What you are asked to do:
Copy out all the lines in the records that include the word "query".

Data for the task:

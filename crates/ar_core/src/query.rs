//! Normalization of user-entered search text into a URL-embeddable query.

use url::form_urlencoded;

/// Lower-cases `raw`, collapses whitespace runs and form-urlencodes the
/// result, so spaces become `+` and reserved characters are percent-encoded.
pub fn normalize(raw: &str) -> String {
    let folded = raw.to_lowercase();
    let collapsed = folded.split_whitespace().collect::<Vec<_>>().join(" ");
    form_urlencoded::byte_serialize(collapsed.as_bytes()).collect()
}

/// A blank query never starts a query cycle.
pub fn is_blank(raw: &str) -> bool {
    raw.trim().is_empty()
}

Solution for this task:
filename crates/ar_core/src/query.rs
//! Normalization of user-entered search text into a URL-embeddable query.
/// A blank query never starts a query cycle.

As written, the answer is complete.